**Required action**
Wherever a line below holds the word "Result", copy that line.

[Excerpts from a dataset]

———

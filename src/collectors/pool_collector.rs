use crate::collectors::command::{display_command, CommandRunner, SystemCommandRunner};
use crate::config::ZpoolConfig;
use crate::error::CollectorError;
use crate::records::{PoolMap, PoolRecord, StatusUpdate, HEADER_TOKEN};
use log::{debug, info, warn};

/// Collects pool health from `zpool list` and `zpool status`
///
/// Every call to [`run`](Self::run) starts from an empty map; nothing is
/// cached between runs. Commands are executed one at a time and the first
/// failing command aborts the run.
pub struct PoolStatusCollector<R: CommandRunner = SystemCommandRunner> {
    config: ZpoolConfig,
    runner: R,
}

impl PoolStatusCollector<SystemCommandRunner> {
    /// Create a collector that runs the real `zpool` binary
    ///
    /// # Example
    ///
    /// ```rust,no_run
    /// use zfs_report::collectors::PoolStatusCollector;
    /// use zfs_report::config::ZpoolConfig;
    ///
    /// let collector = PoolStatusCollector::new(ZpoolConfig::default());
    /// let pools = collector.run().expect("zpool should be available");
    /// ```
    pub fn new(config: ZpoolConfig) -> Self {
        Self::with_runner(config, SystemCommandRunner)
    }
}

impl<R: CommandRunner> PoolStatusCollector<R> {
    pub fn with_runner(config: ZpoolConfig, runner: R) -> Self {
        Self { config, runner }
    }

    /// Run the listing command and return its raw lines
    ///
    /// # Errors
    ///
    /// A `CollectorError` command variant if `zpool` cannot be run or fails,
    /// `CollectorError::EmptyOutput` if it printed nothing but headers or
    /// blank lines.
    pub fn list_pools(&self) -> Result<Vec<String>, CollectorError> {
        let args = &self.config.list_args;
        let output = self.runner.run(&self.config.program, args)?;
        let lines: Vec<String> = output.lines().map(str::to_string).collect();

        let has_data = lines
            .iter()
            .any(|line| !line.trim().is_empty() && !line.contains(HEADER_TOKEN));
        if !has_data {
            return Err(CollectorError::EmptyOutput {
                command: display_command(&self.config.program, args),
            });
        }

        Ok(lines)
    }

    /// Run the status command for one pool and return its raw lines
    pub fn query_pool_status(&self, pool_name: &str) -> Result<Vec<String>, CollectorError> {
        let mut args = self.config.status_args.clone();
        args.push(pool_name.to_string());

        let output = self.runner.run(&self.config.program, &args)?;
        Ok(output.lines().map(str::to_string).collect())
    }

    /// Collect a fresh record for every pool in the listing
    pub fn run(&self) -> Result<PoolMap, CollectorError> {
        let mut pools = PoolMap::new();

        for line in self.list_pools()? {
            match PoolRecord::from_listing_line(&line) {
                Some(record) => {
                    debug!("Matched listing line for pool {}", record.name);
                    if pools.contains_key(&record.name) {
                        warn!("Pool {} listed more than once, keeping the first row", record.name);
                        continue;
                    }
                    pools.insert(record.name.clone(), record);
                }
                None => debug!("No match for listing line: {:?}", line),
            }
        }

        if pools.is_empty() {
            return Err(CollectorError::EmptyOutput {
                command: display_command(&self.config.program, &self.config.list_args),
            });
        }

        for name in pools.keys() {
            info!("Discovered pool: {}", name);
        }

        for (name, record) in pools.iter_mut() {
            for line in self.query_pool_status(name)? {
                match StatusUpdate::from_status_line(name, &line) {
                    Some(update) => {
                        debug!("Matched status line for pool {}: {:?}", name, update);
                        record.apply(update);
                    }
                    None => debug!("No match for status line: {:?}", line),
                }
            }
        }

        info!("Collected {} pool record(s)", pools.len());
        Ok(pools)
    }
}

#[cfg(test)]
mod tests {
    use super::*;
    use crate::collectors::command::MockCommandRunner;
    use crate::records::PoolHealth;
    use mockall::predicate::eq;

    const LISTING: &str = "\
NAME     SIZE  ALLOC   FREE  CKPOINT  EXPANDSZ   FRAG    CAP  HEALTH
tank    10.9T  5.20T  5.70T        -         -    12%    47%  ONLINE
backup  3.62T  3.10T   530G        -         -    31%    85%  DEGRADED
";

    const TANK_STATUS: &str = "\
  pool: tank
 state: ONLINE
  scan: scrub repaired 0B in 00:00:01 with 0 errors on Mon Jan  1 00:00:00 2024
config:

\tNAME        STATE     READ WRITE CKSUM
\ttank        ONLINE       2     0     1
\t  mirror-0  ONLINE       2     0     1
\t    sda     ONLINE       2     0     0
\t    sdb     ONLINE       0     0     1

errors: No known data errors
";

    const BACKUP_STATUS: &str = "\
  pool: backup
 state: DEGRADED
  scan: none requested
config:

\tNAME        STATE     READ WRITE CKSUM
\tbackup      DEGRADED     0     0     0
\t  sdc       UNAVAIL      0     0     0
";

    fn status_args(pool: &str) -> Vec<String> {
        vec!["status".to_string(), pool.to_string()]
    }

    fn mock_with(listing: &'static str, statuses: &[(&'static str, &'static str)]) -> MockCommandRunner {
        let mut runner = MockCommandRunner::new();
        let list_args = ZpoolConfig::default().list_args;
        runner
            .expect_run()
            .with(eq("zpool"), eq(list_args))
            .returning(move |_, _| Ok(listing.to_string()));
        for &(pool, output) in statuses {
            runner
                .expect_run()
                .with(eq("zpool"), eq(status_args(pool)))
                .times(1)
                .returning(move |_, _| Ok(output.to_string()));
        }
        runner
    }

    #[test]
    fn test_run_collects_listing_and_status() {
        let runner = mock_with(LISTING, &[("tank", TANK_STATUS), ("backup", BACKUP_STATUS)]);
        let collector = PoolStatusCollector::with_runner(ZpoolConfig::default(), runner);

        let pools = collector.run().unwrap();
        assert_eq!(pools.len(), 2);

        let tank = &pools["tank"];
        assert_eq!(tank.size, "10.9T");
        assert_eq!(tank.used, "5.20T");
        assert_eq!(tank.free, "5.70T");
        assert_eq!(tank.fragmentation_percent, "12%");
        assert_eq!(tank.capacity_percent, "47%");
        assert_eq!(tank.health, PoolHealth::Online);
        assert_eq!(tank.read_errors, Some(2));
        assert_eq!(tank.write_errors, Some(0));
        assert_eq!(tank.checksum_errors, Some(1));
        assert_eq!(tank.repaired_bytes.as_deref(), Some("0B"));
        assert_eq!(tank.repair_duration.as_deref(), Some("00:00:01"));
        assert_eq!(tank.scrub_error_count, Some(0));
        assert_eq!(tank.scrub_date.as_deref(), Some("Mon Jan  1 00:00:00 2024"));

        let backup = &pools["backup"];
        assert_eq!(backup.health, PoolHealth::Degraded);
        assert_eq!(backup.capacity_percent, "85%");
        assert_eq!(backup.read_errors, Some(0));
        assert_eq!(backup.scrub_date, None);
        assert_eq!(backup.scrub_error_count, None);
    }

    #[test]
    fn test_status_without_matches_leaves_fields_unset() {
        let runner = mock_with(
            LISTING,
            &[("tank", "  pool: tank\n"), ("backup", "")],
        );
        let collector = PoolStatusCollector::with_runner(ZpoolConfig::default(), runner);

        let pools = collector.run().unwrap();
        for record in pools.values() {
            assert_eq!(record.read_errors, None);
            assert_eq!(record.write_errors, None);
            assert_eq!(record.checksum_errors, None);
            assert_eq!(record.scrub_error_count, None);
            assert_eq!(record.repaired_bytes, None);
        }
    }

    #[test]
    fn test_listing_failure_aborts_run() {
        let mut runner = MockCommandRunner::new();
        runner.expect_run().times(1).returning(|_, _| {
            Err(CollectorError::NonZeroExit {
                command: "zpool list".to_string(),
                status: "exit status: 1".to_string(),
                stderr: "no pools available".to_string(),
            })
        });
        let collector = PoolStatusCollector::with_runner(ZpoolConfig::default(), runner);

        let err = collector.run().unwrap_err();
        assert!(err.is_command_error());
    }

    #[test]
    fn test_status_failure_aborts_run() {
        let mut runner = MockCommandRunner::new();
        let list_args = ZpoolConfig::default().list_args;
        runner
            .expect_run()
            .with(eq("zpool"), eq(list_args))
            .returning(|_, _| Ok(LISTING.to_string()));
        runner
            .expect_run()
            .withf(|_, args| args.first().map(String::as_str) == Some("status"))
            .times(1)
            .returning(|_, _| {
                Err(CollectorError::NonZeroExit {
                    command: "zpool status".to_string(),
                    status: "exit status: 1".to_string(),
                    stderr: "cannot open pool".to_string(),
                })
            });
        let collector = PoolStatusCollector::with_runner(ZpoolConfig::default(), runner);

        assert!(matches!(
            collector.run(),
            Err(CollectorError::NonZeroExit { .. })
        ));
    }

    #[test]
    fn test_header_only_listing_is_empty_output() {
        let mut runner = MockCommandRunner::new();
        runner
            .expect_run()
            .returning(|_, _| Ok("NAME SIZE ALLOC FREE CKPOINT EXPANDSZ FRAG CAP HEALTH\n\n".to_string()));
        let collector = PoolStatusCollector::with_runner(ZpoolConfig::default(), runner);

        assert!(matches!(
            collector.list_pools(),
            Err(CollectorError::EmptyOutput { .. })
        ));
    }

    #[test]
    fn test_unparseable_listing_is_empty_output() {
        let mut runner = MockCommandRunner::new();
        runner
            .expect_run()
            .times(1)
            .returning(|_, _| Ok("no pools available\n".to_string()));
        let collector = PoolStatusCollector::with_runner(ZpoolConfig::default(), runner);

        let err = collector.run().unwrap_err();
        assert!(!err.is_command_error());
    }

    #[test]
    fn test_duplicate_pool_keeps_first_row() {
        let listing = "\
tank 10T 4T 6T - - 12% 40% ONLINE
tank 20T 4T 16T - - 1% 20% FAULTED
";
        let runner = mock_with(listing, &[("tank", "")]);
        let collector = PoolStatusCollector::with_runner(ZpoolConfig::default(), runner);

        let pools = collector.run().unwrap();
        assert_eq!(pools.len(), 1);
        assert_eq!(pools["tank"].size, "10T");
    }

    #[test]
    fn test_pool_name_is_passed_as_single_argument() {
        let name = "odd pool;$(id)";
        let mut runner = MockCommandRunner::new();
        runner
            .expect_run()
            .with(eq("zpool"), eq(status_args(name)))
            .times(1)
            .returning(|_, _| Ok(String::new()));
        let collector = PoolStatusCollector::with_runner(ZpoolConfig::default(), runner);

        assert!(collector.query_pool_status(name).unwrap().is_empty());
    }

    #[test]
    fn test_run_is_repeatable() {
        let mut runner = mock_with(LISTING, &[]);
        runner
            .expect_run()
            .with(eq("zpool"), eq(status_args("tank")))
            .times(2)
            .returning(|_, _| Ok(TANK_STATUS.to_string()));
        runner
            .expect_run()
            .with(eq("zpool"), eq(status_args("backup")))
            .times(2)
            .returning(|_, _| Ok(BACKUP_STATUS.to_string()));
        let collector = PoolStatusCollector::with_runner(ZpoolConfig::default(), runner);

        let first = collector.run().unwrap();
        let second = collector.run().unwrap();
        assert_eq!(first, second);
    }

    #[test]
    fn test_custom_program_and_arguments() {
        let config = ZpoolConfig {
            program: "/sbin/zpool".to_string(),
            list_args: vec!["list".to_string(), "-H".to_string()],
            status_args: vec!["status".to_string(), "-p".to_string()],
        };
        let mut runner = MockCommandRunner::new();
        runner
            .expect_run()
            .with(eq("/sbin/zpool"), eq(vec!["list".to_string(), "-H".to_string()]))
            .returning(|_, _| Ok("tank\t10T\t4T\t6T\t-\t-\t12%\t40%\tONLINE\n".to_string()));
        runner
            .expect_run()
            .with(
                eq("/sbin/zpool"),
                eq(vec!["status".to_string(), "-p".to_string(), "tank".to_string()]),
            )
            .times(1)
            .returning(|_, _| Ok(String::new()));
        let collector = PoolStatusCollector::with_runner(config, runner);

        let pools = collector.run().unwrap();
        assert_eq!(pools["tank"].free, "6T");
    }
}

———

**Answer below**
    pub fn list_pools(&self) -> Result<Vec<String>, CollectorError> {
    pub fn query_pool_status(&self, pool_name: &str) -> Result<Vec<String>, CollectorError> {
    pub fn run(&self) -> Result<PoolMap, CollectorError> {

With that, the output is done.